__Description of the task__:
Each line of the records containing "password" is to be copied out and returned.

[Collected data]

================

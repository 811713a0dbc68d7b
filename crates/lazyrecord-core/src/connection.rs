//! Connection boundary traits and the data-source connection manager.
//!
//! The record engine never talks to a database directly. It asks a
//! [`ConnectionProvider`] for the connection and query driver registered under a data
//! source id, prepares one statement per operation and executes it. Drivers implement
//! [`Connection`] and [`Statement`]; [`ConnectionManager`] is the stock provider.

use std::collections::HashMap;
use std::fmt;
use std::sync::{Arc, Mutex, MutexGuard, PoisonError};

use indexmap::IndexMap;
use serde::{Deserialize, Serialize};

use crate::driver::{Dialect, QueryDriver};
use crate::error::{Error, Result};
use crate::row::Row;
use crate::value::Value;

/// A prepared statement.
pub trait Statement {
    /// Execute with positional parameters.
    fn execute(&mut self, params: &[Value]) -> Result<()>;

    /// Fetch the next row produced by the last execution, or `None` at the end.
    fn fetch_row(&mut self) -> Result<Option<Row>>;
}

/// A database connection.
pub trait Connection: Send + Sync {
    fn prepare(&self, sql: &str) -> Result<Box<dyn Statement + '_>>;

    /// The key generated by the most recent INSERT, if the driver tracks one.
    fn last_insert_id(&self) -> Result<Option<Value>>;
}

/// Resolves connections and query drivers by data source id.
pub trait ConnectionProvider: Send + Sync {
    fn connection(&self, source_id: &str) -> Result<Arc<dyn Connection>>;

    fn query_driver(&self, source_id: &str) -> Result<QueryDriver>;
}

/// Connection settings for one data source.
#[derive(Debug, Clone, PartialEq, Eq, Default, Serialize, Deserialize)]
pub struct DataSourceConfig {
    pub dsn: String,
    /// Explicit driver type; derived from the DSN prefix when absent.
    #[serde(default)]
    pub driver: Option<String>,
    #[serde(default)]
    pub user: Option<String>,
    #[serde(default)]
    pub password: Option<String>,
    /// Driver-specific options, passed through untouched.
    #[serde(default)]
    pub query_options: IndexMap<String, String>,
    /// Quote identifiers in generated DML.
    #[serde(default)]
    pub quote_identifiers: bool,
}

impl DataSourceConfig {
    pub fn new(dsn: impl Into<String>) -> Self {
        Self {
            dsn: dsn.into(),
            ..Self::default()
        }
    }

    pub fn driver(mut self, driver: impl Into<String>) -> Self {
        self.driver = Some(driver.into());
        self
    }

    pub fn credentials(mut self, user: impl Into<String>, password: impl Into<String>) -> Self {
        self.user = Some(user.into());
        self.password = Some(password.into());
        self
    }

    /// The driver type: the explicit `driver` setting, else the DSN prefix
    /// (`sqlite:/tmp/db` → `sqlite`).
    pub fn driver_type(&self) -> Option<&str> {
        if let Some(driver) = self.driver.as_deref() {
            return Some(driver);
        }
        self.dsn
            .split_once(':')
            .map(|(prefix, _)| prefix)
            .filter(|prefix| !prefix.is_empty())
    }

    pub fn dialect(&self) -> Option<Dialect> {
        self.driver_type().and_then(Dialect::from_driver_type)
    }

    pub fn query_driver(&self) -> Option<QueryDriver> {
        self.dialect()
            .map(|dialect| QueryDriver::new(dialect).quote_identifiers(self.quote_identifiers))
    }
}

/// Opens a connection for a configured data source.
pub type Connector =
    Arc<dyn Fn(&str, &DataSourceConfig) -> Result<Arc<dyn Connection>> + Send + Sync>;

struct Source {
    config: Option<DataSourceConfig>,
    driver: QueryDriver,
    connection: Option<Arc<dyn Connection>>,
}

/// The stock [`ConnectionProvider`].
///
/// Data sources are registered either with a ready connection or with a config;
/// configured sources are connected lazily through the [`Connector`] on first use and
/// the connection is cached until closed.
#[derive(Default)]
pub struct ConnectionManager {
    sources: Mutex<HashMap<String, Source>>,
    connector: Option<Connector>,
}

impl ConnectionManager {
    pub fn new() -> Self {
        Self::default()
    }

    pub fn with_connector<F>(connector: F) -> Self
    where
        F: Fn(&str, &DataSourceConfig) -> Result<Arc<dyn Connection>> + Send + Sync + 'static,
    {
        Self {
            sources: Mutex::new(HashMap::new()),
            connector: Some(Arc::new(connector)),
        }
    }

    fn sources(&self) -> MutexGuard<'_, HashMap<String, Source>> {
        self.sources.lock().unwrap_or_else(PoisonError::into_inner)
    }

    /// Register a data source to be connected on first use.
    pub fn add_data_source(&self, id: impl Into<String>, config: DataSourceConfig) -> Result<()> {
        let id = id.into();
        let driver = config.query_driver().ok_or_else(|| {
            Error::storage(format!(
                "data source {id}: unsupported driver type {:?}",
                config.driver_type()
            ))
        })?;
        tracing::debug!(source = %id, dialect = driver.dialect.as_str(), "Registered data source");
        self.sources().insert(
            id,
            Source {
                config: Some(config),
                driver,
                connection: None,
            },
        );
        Ok(())
    }

    /// Register an already open connection.
    pub fn add_connection(
        &self,
        id: impl Into<String>,
        connection: Arc<dyn Connection>,
        driver: QueryDriver,
    ) {
        let id = id.into();
        tracing::debug!(source = %id, dialect = driver.dialect.as_str(), "Registered connection");
        self.sources().insert(
            id,
            Source {
                config: None,
                driver,
                connection: Some(connection),
            },
        );
    }

    pub fn has(&self, id: &str) -> bool {
        self.sources().contains_key(id)
    }

    /// Registered data source ids, sorted.
    pub fn data_source_ids(&self) -> Vec<String> {
        let mut ids: Vec<String> = self.sources().keys().cloned().collect();
        ids.sort();
        ids
    }

    pub fn data_source_config(&self, id: &str) -> Option<DataSourceConfig> {
        self.sources().get(id).and_then(|s| s.config.clone())
    }

    /// The driver type name of a data source.
    pub fn driver_type(&self, id: &str) -> Result<String> {
        let sources = self.sources();
        let source = sources
            .get(id)
            .ok_or_else(|| Error::DataSourceNotFound(id.to_string()))?;
        Ok(source
            .config
            .as_ref()
            .and_then(|c| c.driver_type().map(str::to_string))
            .unwrap_or_else(|| source.driver.dialect.as_str().to_string()))
    }

    /// Whether a connection is currently open for `id`.
    pub fn is_connected(&self, id: &str) -> bool {
        self.sources()
            .get(id)
            .is_some_and(|s| s.connection.is_some())
    }

    /// Drop the cached connection for `id`. Configured sources reconnect on next use.
    pub fn close(&self, id: &str) {
        if let Some(source) = self.sources().get_mut(id) {
            if source.connection.take().is_some() {
                tracing::debug!(source = %id, "Closed connection");
            }
        }
    }

    pub fn close_all(&self) {
        for source in self.sources().values_mut() {
            source.connection = None;
        }
    }

    /// Forget every data source.
    pub fn free(&self) {
        self.sources().clear();
    }
}

impl ConnectionProvider for ConnectionManager {
    fn connection(&self, source_id: &str) -> Result<Arc<dyn Connection>> {
        let mut sources = self.sources();
        let source = sources
            .get_mut(source_id)
            .ok_or_else(|| Error::DataSourceNotFound(source_id.to_string()))?;

        if let Some(conn) = &source.connection {
            return Ok(Arc::clone(conn));
        }

        let config = source
            .config
            .as_ref()
            .ok_or_else(|| Error::DataSourceNotFound(source_id.to_string()))?;
        let connector = self
            .connector
            .as_ref()
            .ok_or_else(|| Error::storage(format!("no connector for data source {source_id}")))?;

        tracing::info!(source = %source_id, dsn = %config.dsn, "Opening connection");
        let conn = connector(source_id, config)?;
        source.connection = Some(Arc::clone(&conn));
        Ok(conn)
    }

    fn query_driver(&self, source_id: &str) -> Result<QueryDriver> {
        self.sources()
            .get(source_id)
            .map(|s| s.driver)
            .ok_or_else(|| Error::DataSourceNotFound(source_id.to_string()))
    }
}

impl fmt::Debug for ConnectionManager {
    fn fmt(&self, f: &mut fmt::Formatter<'_>) -> fmt::Result {
        f.debug_struct("ConnectionManager")
            .field("data_sources", &self.data_source_ids())
            .field("has_connector", &self.connector.is_some())
            .finish()
    }
}

#[cfg(test)]
mod tests {
    use super::*;
    use crate::testing::MockConnection;
    use std::sync::atomic::{AtomicUsize, Ordering};

    #[test]
    fn test_driver_type_from_dsn_prefix() {
        let config = DataSourceConfig::new("sqlite:/tmp/books.db");
        assert_eq!(config.driver_type(), Some("sqlite"));
        assert_eq!(config.dialect(), Some(Dialect::Sqlite));

        let explicit = DataSourceConfig::new("host=localhost dbname=books").driver("pgsql");
        assert_eq!(explicit.driver_type(), Some("pgsql"));
        assert_eq!(explicit.dialect(), Some(Dialect::Postgres));
    }

    #[test]
    fn test_unknown_source() {
        let manager = ConnectionManager::new();
        let err = manager.connection("master").err().unwrap();
        assert_eq!(err, Error::DataSourceNotFound("master".into()));
        assert!(manager.query_driver("master").is_err());
    }

    #[test]
    fn test_lazy_connect_and_cache() {
        let opened = Arc::new(AtomicUsize::new(0));
        let counter = Arc::clone(&opened);
        let manager = ConnectionManager::with_connector(move |_, _| {
            counter.fetch_add(1, Ordering::SeqCst);
            Ok(Arc::new(MockConnection::new()) as Arc<dyn Connection>)
        });
        manager
            .add_data_source("default", DataSourceConfig::new("sqlite::memory:"))
            .unwrap();

        assert!(!manager.is_connected("default"));
        manager.connection("default").unwrap();
        manager.connection("default").unwrap();
        assert_eq!(opened.load(Ordering::SeqCst), 1);
        assert!(manager.is_connected("default"));

        manager.close("default");
        assert!(!manager.is_connected("default"));
        manager.connection("default").unwrap();
        assert_eq!(opened.load(Ordering::SeqCst), 2);
    }

    #[test]
    fn test_registered_connection() {
        let manager = ConnectionManager::new();
        manager.add_connection(
            "reader",
            Arc::new(MockConnection::new()),
            QueryDriver::new(Dialect::Mysql),
        );
        assert!(manager.has("reader"));
        assert_eq!(
            manager.query_driver("reader").unwrap().dialect,
            Dialect::Mysql
        );
        assert_eq!(manager.driver_type("reader").unwrap(), "mysql");
        assert_eq!(manager.data_source_ids(), vec!["reader".to_string()]);

        manager.free();
        assert!(!manager.has("reader"));
    }

    #[test]
    fn test_unsupported_driver_is_rejected() {
        let manager = ConnectionManager::new();
        assert!(
            manager
                .add_data_source("x", DataSourceConfig::new("oracle:foo"))
                .is_err()
        );
    }
}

================

__Answer space__:
    pub password: Option<String>,
    pub fn credentials(mut self, user: impl Into<String>, password: impl Into<String>) -> Self {
        self.password = Some(password.into());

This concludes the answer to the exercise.